## Required work
Below are the entries; count the lines in them that contain the word "written" and give only the number.

Top of Data shown

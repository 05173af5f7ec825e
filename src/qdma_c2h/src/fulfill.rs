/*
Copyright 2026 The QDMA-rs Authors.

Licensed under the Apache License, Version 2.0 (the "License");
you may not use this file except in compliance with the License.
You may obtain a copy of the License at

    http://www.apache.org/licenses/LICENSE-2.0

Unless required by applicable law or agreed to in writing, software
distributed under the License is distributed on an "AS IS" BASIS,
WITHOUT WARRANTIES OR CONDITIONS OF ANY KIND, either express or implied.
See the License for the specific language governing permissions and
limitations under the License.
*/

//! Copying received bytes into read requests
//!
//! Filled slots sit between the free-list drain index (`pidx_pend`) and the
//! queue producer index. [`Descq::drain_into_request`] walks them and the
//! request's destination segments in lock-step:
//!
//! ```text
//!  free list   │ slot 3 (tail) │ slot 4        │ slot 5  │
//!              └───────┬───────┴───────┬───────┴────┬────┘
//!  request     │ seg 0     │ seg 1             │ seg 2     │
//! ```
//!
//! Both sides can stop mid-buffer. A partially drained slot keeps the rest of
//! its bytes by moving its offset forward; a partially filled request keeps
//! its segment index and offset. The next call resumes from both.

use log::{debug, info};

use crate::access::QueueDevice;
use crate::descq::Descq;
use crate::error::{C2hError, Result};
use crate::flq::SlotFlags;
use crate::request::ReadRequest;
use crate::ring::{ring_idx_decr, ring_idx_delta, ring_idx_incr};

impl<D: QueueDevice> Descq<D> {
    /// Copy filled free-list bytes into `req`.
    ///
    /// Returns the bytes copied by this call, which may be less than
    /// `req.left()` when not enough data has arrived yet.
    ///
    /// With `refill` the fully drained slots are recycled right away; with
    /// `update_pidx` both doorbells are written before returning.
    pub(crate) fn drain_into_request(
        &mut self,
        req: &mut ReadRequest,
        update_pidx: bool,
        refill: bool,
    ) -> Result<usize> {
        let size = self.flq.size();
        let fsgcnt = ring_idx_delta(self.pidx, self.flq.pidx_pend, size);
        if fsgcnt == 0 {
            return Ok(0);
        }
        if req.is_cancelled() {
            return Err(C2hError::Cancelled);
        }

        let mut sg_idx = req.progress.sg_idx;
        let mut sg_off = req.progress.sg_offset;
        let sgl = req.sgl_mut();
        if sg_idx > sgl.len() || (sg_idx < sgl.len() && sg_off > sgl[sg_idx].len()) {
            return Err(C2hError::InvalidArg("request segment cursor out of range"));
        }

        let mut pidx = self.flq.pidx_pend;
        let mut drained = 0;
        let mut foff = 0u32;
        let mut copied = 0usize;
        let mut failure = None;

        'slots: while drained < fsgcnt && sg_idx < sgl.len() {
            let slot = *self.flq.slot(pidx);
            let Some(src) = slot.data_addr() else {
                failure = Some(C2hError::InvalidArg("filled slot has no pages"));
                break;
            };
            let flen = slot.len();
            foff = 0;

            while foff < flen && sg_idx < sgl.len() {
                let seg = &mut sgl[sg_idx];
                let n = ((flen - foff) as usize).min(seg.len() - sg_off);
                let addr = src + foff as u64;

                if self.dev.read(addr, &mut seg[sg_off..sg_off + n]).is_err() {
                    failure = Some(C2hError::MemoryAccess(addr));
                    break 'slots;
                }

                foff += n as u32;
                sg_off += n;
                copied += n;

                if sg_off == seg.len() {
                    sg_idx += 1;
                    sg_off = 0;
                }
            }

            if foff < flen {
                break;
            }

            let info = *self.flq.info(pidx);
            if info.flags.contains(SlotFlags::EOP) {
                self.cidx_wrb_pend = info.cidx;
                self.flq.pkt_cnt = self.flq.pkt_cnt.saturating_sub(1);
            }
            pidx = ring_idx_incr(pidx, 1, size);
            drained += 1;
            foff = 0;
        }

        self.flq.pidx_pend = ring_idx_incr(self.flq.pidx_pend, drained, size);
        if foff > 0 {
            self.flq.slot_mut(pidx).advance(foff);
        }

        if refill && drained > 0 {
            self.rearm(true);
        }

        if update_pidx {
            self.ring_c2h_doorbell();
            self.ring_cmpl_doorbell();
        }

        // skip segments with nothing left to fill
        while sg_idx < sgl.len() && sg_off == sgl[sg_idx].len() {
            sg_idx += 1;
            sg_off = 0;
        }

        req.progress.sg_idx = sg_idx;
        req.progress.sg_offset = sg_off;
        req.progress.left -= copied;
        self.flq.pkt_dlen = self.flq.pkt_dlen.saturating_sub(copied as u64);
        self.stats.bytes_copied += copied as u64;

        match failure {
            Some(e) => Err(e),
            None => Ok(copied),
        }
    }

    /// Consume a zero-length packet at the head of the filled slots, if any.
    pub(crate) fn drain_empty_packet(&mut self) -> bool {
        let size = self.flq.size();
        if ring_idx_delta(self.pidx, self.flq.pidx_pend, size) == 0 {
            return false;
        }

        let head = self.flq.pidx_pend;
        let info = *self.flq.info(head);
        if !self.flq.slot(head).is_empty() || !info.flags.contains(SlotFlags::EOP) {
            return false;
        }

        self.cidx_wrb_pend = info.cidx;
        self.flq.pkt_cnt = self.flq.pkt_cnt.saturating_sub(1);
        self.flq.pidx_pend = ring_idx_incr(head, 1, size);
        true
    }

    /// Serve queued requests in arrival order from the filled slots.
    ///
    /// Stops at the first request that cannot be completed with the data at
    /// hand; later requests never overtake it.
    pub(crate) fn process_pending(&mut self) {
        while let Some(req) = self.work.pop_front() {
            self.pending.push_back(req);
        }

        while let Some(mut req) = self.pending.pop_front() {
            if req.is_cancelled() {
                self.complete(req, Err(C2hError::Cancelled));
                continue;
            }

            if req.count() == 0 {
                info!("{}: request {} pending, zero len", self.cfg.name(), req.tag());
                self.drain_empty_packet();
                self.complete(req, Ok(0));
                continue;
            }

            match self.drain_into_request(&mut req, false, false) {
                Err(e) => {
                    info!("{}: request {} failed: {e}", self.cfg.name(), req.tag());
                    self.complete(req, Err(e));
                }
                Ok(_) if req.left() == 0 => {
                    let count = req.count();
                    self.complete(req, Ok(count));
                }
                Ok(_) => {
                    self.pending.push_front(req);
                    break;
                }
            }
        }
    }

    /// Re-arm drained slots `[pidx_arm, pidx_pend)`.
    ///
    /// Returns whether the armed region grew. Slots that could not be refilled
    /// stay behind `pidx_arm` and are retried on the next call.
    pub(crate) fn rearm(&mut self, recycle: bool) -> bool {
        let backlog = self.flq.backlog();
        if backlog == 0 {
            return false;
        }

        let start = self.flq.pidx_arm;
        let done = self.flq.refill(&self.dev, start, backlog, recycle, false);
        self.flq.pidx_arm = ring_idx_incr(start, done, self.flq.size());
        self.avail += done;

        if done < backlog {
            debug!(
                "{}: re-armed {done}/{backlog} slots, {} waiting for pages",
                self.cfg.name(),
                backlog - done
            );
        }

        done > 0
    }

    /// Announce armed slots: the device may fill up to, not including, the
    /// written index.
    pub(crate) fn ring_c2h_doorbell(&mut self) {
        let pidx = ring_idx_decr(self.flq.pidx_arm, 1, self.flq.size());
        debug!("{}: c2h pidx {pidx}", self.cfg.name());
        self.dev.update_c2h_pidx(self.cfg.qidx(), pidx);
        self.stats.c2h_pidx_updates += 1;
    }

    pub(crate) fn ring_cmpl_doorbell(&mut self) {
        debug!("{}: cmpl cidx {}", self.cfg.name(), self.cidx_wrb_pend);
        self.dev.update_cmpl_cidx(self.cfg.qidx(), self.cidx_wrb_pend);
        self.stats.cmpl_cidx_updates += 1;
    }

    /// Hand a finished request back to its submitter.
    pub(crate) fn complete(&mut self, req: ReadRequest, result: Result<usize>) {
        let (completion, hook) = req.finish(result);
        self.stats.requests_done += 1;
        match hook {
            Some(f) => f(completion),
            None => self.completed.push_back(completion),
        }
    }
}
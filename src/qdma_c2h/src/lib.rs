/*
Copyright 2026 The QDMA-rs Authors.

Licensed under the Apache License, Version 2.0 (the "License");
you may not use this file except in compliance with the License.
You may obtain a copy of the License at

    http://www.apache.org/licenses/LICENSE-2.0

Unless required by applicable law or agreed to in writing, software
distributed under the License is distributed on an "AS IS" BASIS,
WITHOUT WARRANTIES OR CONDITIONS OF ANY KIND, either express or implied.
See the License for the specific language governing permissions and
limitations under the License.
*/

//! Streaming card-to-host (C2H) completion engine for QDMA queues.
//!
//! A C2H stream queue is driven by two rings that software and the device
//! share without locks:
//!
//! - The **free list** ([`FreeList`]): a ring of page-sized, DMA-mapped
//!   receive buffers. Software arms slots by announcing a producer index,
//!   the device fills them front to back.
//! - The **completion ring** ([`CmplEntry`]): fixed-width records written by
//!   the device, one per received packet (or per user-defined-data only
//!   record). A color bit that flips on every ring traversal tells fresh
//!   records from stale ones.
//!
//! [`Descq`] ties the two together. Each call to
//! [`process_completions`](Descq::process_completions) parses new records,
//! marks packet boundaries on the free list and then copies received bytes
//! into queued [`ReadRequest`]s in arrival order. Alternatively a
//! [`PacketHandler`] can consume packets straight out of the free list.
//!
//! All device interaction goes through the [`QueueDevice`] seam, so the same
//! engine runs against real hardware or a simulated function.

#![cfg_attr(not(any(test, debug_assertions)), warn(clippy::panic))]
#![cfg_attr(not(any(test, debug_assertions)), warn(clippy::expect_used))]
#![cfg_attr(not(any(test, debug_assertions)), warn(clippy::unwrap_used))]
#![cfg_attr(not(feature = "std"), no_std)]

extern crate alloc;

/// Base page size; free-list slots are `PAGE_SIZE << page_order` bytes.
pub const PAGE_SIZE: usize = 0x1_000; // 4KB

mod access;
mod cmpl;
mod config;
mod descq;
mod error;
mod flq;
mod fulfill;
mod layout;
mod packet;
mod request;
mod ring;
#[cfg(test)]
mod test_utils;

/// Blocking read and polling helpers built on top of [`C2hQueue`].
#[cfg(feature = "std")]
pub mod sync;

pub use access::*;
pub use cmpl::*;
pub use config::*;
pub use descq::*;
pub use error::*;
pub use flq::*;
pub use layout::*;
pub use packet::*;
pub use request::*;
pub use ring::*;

Bottom of Data shown

## Task result
3